Michelle nickte und flitzte davon. Kyle folgte ihr rasch. „Gleich am ersten Tag zu spät!“, fluchte Michelle.

„Ja, total peinlich.“

„Aber so was von! Wo ist die Klasse denn?“

„Rechts durch die Tür, geradeaus und da vorn irgendwo.“ So wirklich wusste Kyle es selbst nicht. 

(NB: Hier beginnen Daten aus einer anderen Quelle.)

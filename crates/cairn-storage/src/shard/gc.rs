//! Per-shard garbage collector runtime
//!
//! Two tasks run per shard: an event listener dispatching external events
//! (epoch changes) to the handlers registered for their kind, and a timer
//! driving the physical remover.
//!
//! Handler batches of one kind never overlap: before a new batch starts the
//! previous one is canceled and every handler in it has returned. Batches
//! of different kinds are independent.

use crate::util::WorkerPool;
use cairn_common::Epoch;
use futures::future::BoxFuture;
use std::collections::HashMap;
use std::sync::Arc;
use std::sync::atomic::{AtomicU64, Ordering};
use std::time::Duration;
use tokio::sync::mpsc;
use tokio::time::{Instant, MissedTickBehavior};
use tokio_util::sync::CancellationToken;
use tokio_util::task::TaskTracker;
use tracing::{debug, error, warn};

/// External event delivered to the garbage collector
#[derive(Clone, Copy, Debug, PartialEq, Eq)]
pub enum Event {
    /// Network epoch advanced to the carried value
    NewEpoch(Epoch),
}

/// Class of an [`Event`]; handlers are registered per kind
#[derive(Clone, Copy, Debug, PartialEq, Eq, Hash)]
pub enum EventKind {
    NewEpoch,
}

impl Event {
    #[must_use]
    pub const fn kind(&self) -> EventKind {
        match self {
            Self::NewEpoch(_) => EventKind::NewEpoch,
        }
    }
}

/// Event handler; must poll the token between units of work
pub type EventHandler = Arc<dyn Fn(CancellationToken, Event) -> BoxFuture<'static, ()> + Send + Sync>;

/// Physical removal pass, run on a blocking thread
pub type Remover = Arc<dyn Fn() + Send + Sync>;

/// Parameters of [`Gc::start`]
pub struct GcPrm {
    pub remover_interval: Duration,
    pub remover: Remover,
    pub handlers: HashMap<EventKind, Vec<EventHandler>>,
    /// Capacity of the event channel
    pub event_capacity: usize,
}

struct HandlerGroup {
    cancel: CancellationToken,
    tracker: TaskTracker,
    handlers: Vec<EventHandler>,
}

#[derive(Debug, Default)]
struct GcStats {
    events: AtomicU64,
    batches: AtomicU64,
    rejected: AtomicU64,
    remover_runs: AtomicU64,
}

/// Point-in-time copy of the collector counters
#[derive(Clone, Copy, Debug, Default, PartialEq, Eq)]
pub struct GcStatsSnapshot {
    pub events: u64,
    pub batches: u64,
    /// Handlers the worker pool refused
    pub rejected: u64,
    pub remover_runs: u64,
}

/// Running garbage collector of one shard
pub struct Gc {
    events: mpsc::Sender<Event>,
    shutdown: CancellationToken,
    tasks: TaskTracker,
    stats: Arc<GcStats>,
}

impl Gc {
    /// Spawn the listener and the remover; must be called within a tokio
    /// runtime
    #[must_use]
    pub fn start(prm: GcPrm) -> Self {
        let (events, rx) = mpsc::channel(prm.event_capacity.max(1));
        let shutdown = CancellationToken::new();
        let tasks = TaskTracker::new();
        let stats = Arc::new(GcStats::default());

        let pool = WorkerPool::new(prm.handlers.values().map(Vec::len).sum());
        let groups = prm
            .handlers
            .into_iter()
            .map(|(kind, handlers)| {
                let group = HandlerGroup {
                    cancel: CancellationToken::new(),
                    tracker: TaskTracker::new(),
                    handlers,
                };
                (kind, group)
            })
            .collect();

        tasks.spawn(listen_events(
            rx,
            shutdown.clone(),
            groups,
            pool,
            Arc::clone(&stats),
        ));
        tasks.spawn(tick_remover(
            shutdown.clone(),
            prm.remover_interval,
            prm.remover,
            Arc::clone(&stats),
        ));
        tasks.close();

        Self {
            events,
            shutdown,
            tasks,
            stats,
        }
    }

    /// Queue an event; waits while the channel is full
    pub async fn notify(&self, event: Event) -> bool {
        tokio::select! {
            () = self.shutdown.cancelled() => false,
            res = self.events.send(event) => res.is_ok(),
        }
    }

    /// Handle for queueing events without holding the collector
    #[must_use]
    pub fn sender(&self) -> mpsc::Sender<Event> {
        self.events.clone()
    }

    /// Cancel running handlers and wait for every task to exit
    pub async fn stop(&self) {
        self.shutdown.cancel();
        self.tasks.wait().await;
    }

    #[must_use]
    pub fn stats(&self) -> GcStatsSnapshot {
        GcStatsSnapshot {
            events: self.stats.events.load(Ordering::Relaxed),
            batches: self.stats.batches.load(Ordering::Relaxed),
            rejected: self.stats.rejected.load(Ordering::Relaxed),
            remover_runs: self.stats.remover_runs.load(Ordering::Relaxed),
        }
    }
}

async fn listen_events(
    mut rx: mpsc::Receiver<Event>,
    shutdown: CancellationToken,
    mut groups: HashMap<EventKind, HandlerGroup>,
    pool: WorkerPool,
    stats: Arc<GcStats>,
) {
    loop {
        let event = tokio::select! {
            () = shutdown.cancelled() => break,
            event = rx.recv() => match event {
                Some(event) => event,
                None => {
                    warn!("stop event listener by closed channel");
                    break;
                }
            },
        };
        stats.events.fetch_add(1, Ordering::Relaxed);

        let Some(group) = groups.get_mut(&event.kind()) else {
            continue;
        };

        // previous batch of this kind must be fully done first
        group.cancel.cancel();
        group.tracker.close();
        group.tracker.wait().await;

        group.cancel = shutdown.child_token();
        group.tracker = TaskTracker::new();
        stats.batches.fetch_add(1, Ordering::Relaxed);
        debug!(
            ?event,
            handlers = group.handlers.len(),
            free_workers = pool.available(),
            "GC: dispatching event"
        );

        for handler in &group.handlers {
            let task = handler(group.cancel.clone(), event);
            if !pool.submit(&group.tracker, task) {
                stats.rejected.fetch_add(1, Ordering::Relaxed);
                warn!(?event, "could not submit GC job to worker pool");
            }
        }
    }

    for group in groups.values() {
        group.cancel.cancel();
        group.tracker.close();
        group.tracker.wait().await;
    }
    debug!("GC: event listener stopped");
}

async fn tick_remover(
    shutdown: CancellationToken,
    interval: Duration,
    remover: Remover,
    stats: Arc<GcStats>,
) {
    let mut ticker = tokio::time::interval_at(Instant::now() + interval, interval);
    ticker.set_missed_tick_behavior(MissedTickBehavior::Delay);

    loop {
        tokio::select! {
            () = shutdown.cancelled() => break,
            _ = ticker.tick() => {}
        }

        let remover = Arc::clone(&remover);
        if let Err(e) = tokio::task::spawn_blocking(move || remover()).await {
            error!(error = %e, "GC remover panicked");
        }
        stats.remover_runs.fetch_add(1, Ordering::Relaxed);
    }
    debug!("GC: remover stopped");
}

#[cfg(test)]
mod tests {
    use super::*;
    use parking_lot::Mutex;
    use std::sync::atomic::AtomicUsize;

    #[derive(Clone, Copy, Debug, PartialEq, Eq)]
    enum Step {
        Start(Epoch),
        End { epoch: Epoch, canceled: bool },
    }

    fn recording_handler(log: Arc<Mutex<Vec<Step>>>) -> EventHandler {
        Arc::new(move |token, event| {
            let log = Arc::clone(&log);
            Box::pin(async move {
                let Event::NewEpoch(epoch) = event;
                log.lock().push(Step::Start(epoch));
                let canceled = tokio::select! {
                    () = token.cancelled() => true,
                    () = tokio::time::sleep(Duration::from_millis(50)) => false,
                };
                log.lock().push(Step::End { epoch, canceled });
            })
        })
    }

    fn prm(handlers: Vec<EventHandler>, remover: Remover) -> GcPrm {
        GcPrm {
            remover_interval: Duration::from_millis(10),
            remover,
            handlers: HashMap::from([(EventKind::NewEpoch, handlers)]),
            event_capacity: 4,
        }
    }

    async fn wait_until(mut cond: impl FnMut() -> bool) {
        let deadline = Instant::now() + Duration::from_secs(10);
        while !cond() {
            assert!(Instant::now() < deadline, "condition not met in time");
            tokio::time::sleep(Duration::from_millis(5)).await;
        }
    }

    #[tokio::test(flavor = "multi_thread", worker_threads = 4)]
    async fn test_batches_of_one_kind_never_overlap() {
        let log = Arc::new(Mutex::new(Vec::new()));
        let handlers = vec![
            recording_handler(Arc::clone(&log)),
            recording_handler(Arc::clone(&log)),
        ];
        let gc = Gc::start(prm(handlers, Arc::new(|| {})));

        assert!(gc.notify(Event::NewEpoch(1)).await);
        wait_until(|| log.lock().len() == 2).await;
        assert!(gc.notify(Event::NewEpoch(2)).await);

        wait_until(|| {
            log.lock()
                .iter()
                .filter(|s| matches!(s, Step::End { epoch: 2, .. }))
                .count()
                == 2
        })
        .await;
        gc.stop().await;

        let log = log.lock().clone();
        let last_end_1 = log
            .iter()
            .rposition(|s| matches!(s, Step::End { epoch: 1, .. }))
            .unwrap();
        let first_start_2 = log.iter().position(|s| *s == Step::Start(2)).unwrap();
        assert!(last_end_1 < first_start_2, "batches interleaved: {log:?}");

        // the first batch was interrupted by the second event
        assert!(log.contains(&Step::End {
            epoch: 1,
            canceled: true
        }));
        assert!(log.contains(&Step::End {
            epoch: 2,
            canceled: false
        }));
        assert_eq!(gc.stats().batches, 2);
        assert_eq!(gc.stats().rejected, 0);
    }

    #[tokio::test(flavor = "multi_thread", worker_threads = 2)]
    async fn test_remover_ticks_until_stopped() {
        let runs = Arc::new(AtomicUsize::new(0));
        let counter = Arc::clone(&runs);
        let gc = Gc::start(prm(
            Vec::new(),
            Arc::new(move || {
                counter.fetch_add(1, Ordering::SeqCst);
            }),
        ));

        wait_until(|| runs.load(Ordering::SeqCst) >= 3).await;
        gc.stop().await;

        let after_stop = runs.load(Ordering::SeqCst);
        tokio::time::sleep(Duration::from_millis(50)).await;
        assert_eq!(runs.load(Ordering::SeqCst), after_stop);
        assert!(!gc.notify(Event::NewEpoch(1)).await);
    }

    #[tokio::test]
    async fn test_stop_cancels_running_batch() {
        let log = Arc::new(Mutex::new(Vec::new()));
        let gc = Gc::start(GcPrm {
            remover_interval: Duration::from_secs(3600),
            ..prm(vec![recording_handler(Arc::clone(&log))], Arc::new(|| {}))
        });

        assert!(gc.notify(Event::NewEpoch(7)).await);
        wait_until(|| log.lock().len() == 1).await;
        gc.stop().await;

        assert_eq!(
            *log.lock(),
            vec![
                Step::Start(7),
                Step::End {
                    epoch: 7,
                    canceled: true
                }
            ]
        );
    }
}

Michelle drückte die Tür auf und rümpfte die Nase, als sie durch den kleinen Gang gingen, in dem sich die Toiletten befanden. „Ekelhaft! Da hätten sie sich echt etwas Besseres einfallen lassen können.“

„Wem sagt du das?“, seufzte Kyle. Wieder öffnete Michelle eine Tür und fühlte sich abrupt etwas verloren. „Müssen wir jetzt links?“, fragte sie und huschte um die Ecke. Sie blickte auf das Schild neben der Klassentür. „7 A“, las sie. „Das muss weiter den Flur entlang sein.“

„Bestimmt am Ende oder so“, murmelte Kyle, dessen Magen sich mit jedem Schritt ein wenig mehr zusammenkrampfte. Gleich würde er die Höhle des Löwen betreten. Wie gern wäre ich doch jetzt woanders. Weit entfernt … auf einer schönen Insel mit hübschen Männern.

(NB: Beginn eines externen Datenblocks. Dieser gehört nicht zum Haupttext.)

//! Logical removal: inhume and graveyard scans

use super::tables::{GRAVEYARD, LOCKED, OBJECTS};
use super::{Metabase, ObjectRecord, decode, encode, interrupted_is_ok};
use crate::error::{Result, StorageError};
use cairn_common::{Epoch, ObjectAddress, ObjectType};
use redb::ReadableTable;
use serde::{Deserialize, Serialize};
use std::collections::HashSet;
use tracing::debug;

/// Why addresses are being inhumed
#[derive(Clone, Copy, Debug, PartialEq, Eq)]
enum InhumeTarget {
    /// Removal attributed to a tombstone
    Tombstone(ObjectAddress),
    /// Bare GC mark: the remover may purge the object right away
    GcMark,
}

/// Parameters of [`Metabase::inhume`]
#[derive(Clone, Debug)]
pub struct InhumePrm {
    addrs: Vec<ObjectAddress>,
    target: InhumeTarget,
    force: bool,
    skip_locked: bool,
    epoch: Epoch,
}

impl InhumePrm {
    /// Inhume `addrs` on behalf of `tombstone`
    #[must_use]
    pub fn tombstone(tombstone: ObjectAddress, addrs: impl Into<Vec<ObjectAddress>>) -> Self {
        Self::new(InhumeTarget::Tombstone(tombstone), addrs.into())
    }

    /// Mark `addrs` as garbage
    #[must_use]
    pub fn gc_mark(addrs: impl Into<Vec<ObjectAddress>>) -> Self {
        Self::new(InhumeTarget::GcMark, addrs.into())
    }

    const fn new(target: InhumeTarget, addrs: Vec<ObjectAddress>) -> Self {
        Self {
            addrs,
            target,
            force: false,
            skip_locked: false,
            epoch: 0,
        }
    }

    /// Bypass lock checks; a forced GC mark also drops tombstone attribution
    #[must_use]
    pub const fn with_force(mut self, force: bool) -> Self {
        self.force = force;
        self
    }

    /// Leave locked addresses alone instead of failing the batch
    #[must_use]
    pub const fn skip_locked(mut self) -> Self {
        self.skip_locked = true;
        self
    }

    /// Epoch used to decide whether a lock object is still in force
    #[must_use]
    pub const fn at_epoch(mut self, epoch: Epoch) -> Self {
        self.epoch = epoch;
        self
    }

    #[must_use]
    pub fn addresses(&self) -> &[ObjectAddress] {
        &self.addrs
    }
}

/// Result of [`Metabase::inhume`]
#[derive(Clone, Copy, Debug, Default, PartialEq, Eq)]
pub struct InhumeRes {
    /// Addresses that had no grave before the call
    pub inhumed: u64,
}

#[derive(Clone, Debug, PartialEq, Eq, Serialize, Deserialize)]
pub(super) struct GraveRecord {
    pub tombstone: Option<ObjectAddress>,
    pub gc_mark: bool,
}

/// Graveyard entry as seen by scans
#[derive(Clone, Debug, PartialEq, Eq)]
pub struct Grave {
    pub address: ObjectAddress,
    pub tombstone: Option<ObjectAddress>,
    pub gc_mark: bool,
}

impl Metabase {
    /// Write graves for every address of `prm`.
    ///
    /// Without force, a locked address fails the whole batch with
    /// [`StorageError::ObjectLocked`] (or is skipped with
    /// [`InhumePrm::skip_locked`]) and a lock object that has not expired
    /// fails it with [`StorageError::LockObjectRemoval`].
    pub fn inhume(&self, prm: &InhumePrm) -> Result<InhumeRes> {
        let mut res = InhumeRes::default();

        let wtx = self.db.begin_write()?;
        {
            let objects = wtx.open_table(OBJECTS)?;
            let locked = wtx.open_table(LOCKED)?;
            let mut graveyard = wtx.open_table(GRAVEYARD)?;

            for addr in &prm.addrs {
                let key = addr.to_key();

                if !prm.force {
                    if locked.get(key.as_slice())?.is_some() {
                        if prm.skip_locked {
                            debug!(address = %addr, "metabase: skipping locked object");
                            continue;
                        }
                        return Err(StorageError::ObjectLocked);
                    }

                    let record = objects
                        .get(key.as_slice())?
                        .map(|v| decode::<ObjectRecord>(v.value()))
                        .transpose()?;
                    if let Some(record) = record
                        && record.object_type == ObjectType::Lock
                        && !record.is_expired(prm.epoch)
                    {
                        return Err(StorageError::LockObjectRemoval);
                    }
                }

                let prev = graveyard
                    .get(key.as_slice())?
                    .map(|v| decode::<GraveRecord>(v.value()))
                    .transpose()?;

                let grave = match prm.target {
                    InhumeTarget::Tombstone(tombstone) => GraveRecord {
                        tombstone: Some(tombstone),
                        gc_mark: prev.as_ref().is_some_and(|g| g.gc_mark),
                    },
                    InhumeTarget::GcMark => GraveRecord {
                        tombstone: if prm.force {
                            None
                        } else {
                            prev.as_ref().and_then(|g| g.tombstone)
                        },
                        gc_mark: true,
                    },
                };

                if prev.as_ref() == Some(&grave) {
                    continue;
                }
                if prev.is_none() {
                    res.inhumed += 1;
                }
                graveyard.insert(key.as_slice(), encode(&grave)?.as_slice())?;
            }
        }
        wtx.commit()?;

        debug!(
            requested = prm.addrs.len(),
            inhumed = res.inhumed,
            target = ?prm.target,
            force = prm.force,
            "metabase: addresses inhumed"
        );
        Ok(res)
    }

    /// Visit every grave; the handler may stop the scan with
    /// [`StorageError::Interrupted`]
    pub fn iterate_graveyard(&self, handler: &mut dyn FnMut(Grave) -> Result<()>) -> Result<()> {
        let rtx = self.db.begin_read()?;
        let graveyard = rtx.open_table(GRAVEYARD)?;

        interrupted_is_ok((|| -> Result<()> {
            for entry in graveyard.iter()? {
                let (k, v) = entry?;
                let rec: GraveRecord = decode(v.value())?;
                handler(Grave {
                    address: ObjectAddress::from_key(k.value())?,
                    tombstone: rec.tombstone,
                    gc_mark: rec.gc_mark,
                })?;
            }
            Ok(())
        })())
    }

    /// GC-mark graves attributed to any of `tombstones`, and the tombstones
    /// themselves when they are indexed here. Returns the number of graves
    /// that gained the mark.
    pub fn inhume_tombstoned(&self, tombstones: &[ObjectAddress]) -> Result<u64> {
        let set: HashSet<ObjectAddress> = tombstones.iter().copied().collect();
        let mut marked = 0;

        let wtx = self.db.begin_write()?;
        {
            let objects = wtx.open_table(OBJECTS)?;
            let mut graveyard = wtx.open_table(GRAVEYARD)?;

            let mut updates = Vec::new();
            for entry in graveyard.iter()? {
                let (k, v) = entry?;
                let rec: GraveRecord = decode(v.value())?;
                if !rec.gc_mark && rec.tombstone.is_some_and(|t| set.contains(&t)) {
                    updates.push((
                        k.value().to_vec(),
                        GraveRecord {
                            gc_mark: true,
                            ..rec
                        },
                    ));
                }
            }

            for tombstone in tombstones {
                let key = tombstone.to_key();
                if objects.get(key.as_slice())?.is_none() {
                    continue;
                }
                let prev = graveyard
                    .get(key.as_slice())?
                    .map(|v| decode::<GraveRecord>(v.value()))
                    .transpose()?;
                if prev.as_ref().is_some_and(|g| g.gc_mark) {
                    continue;
                }
                updates.push((
                    key.to_vec(),
                    GraveRecord {
                        tombstone: prev.and_then(|g| g.tombstone),
                        gc_mark: true,
                    },
                ));
            }

            for (key, rec) in updates {
                graveyard.insert(key.as_slice(), encode(&rec)?.as_slice())?;
                marked += 1;
            }
        }
        wtx.commit()?;

        Ok(marked)
    }
}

„Ich fange an zu schwitzen“, sang Michelle vor sich hin. „Die denken gleich bestimmt, dass wir aus irgendeinem Gebüsch kommen oder so.“

Ihre lockere Art entspannte Kyle ein wenig. Hatte er in ihr bereits eine neue Freundin gefunden, der es vielleicht egal war, wie und vor allem, wer er in Wirklichkeit war?

„Da ist es!“ Michelle war leicht außer Atem. „Oha“, seufzte sie und klopfte an. Da sie nichts hörte, ging sie einfach hinein. Kyle folgte ihr und schloss die Tür schnell hinter sich.

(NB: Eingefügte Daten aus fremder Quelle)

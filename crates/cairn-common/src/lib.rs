//! Cairn Common - Shared types and utilities
//!
//! This crate provides the object model, identifiers, error definitions
//! and configuration used across all Cairn components.

pub mod config;
pub mod error;
pub mod types;

pub use config::Config;
pub use error::{Error, Result};
pub use types::*;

„Ach!“, staunte Frau Bach. „Wer ist denn die Hübsche hier?“

„Michelle. Der Rektor hat mich und ihn hier“, sie blickte über die Schulter, „aufgefordert in ihre Klasse zu gehen.“

„Kyle!“, freute Frau Bach sich. „Ja, dann …“

Verschwitzt krampfte Kyle seine Hände ineinander.

„Da hinten“, sagte Frau Bach, „sind noch zwei Plätze frei.“

Michelle nickte und begab sich auf den ersten davon. Kyle setzte sich rasch hinter die Neue.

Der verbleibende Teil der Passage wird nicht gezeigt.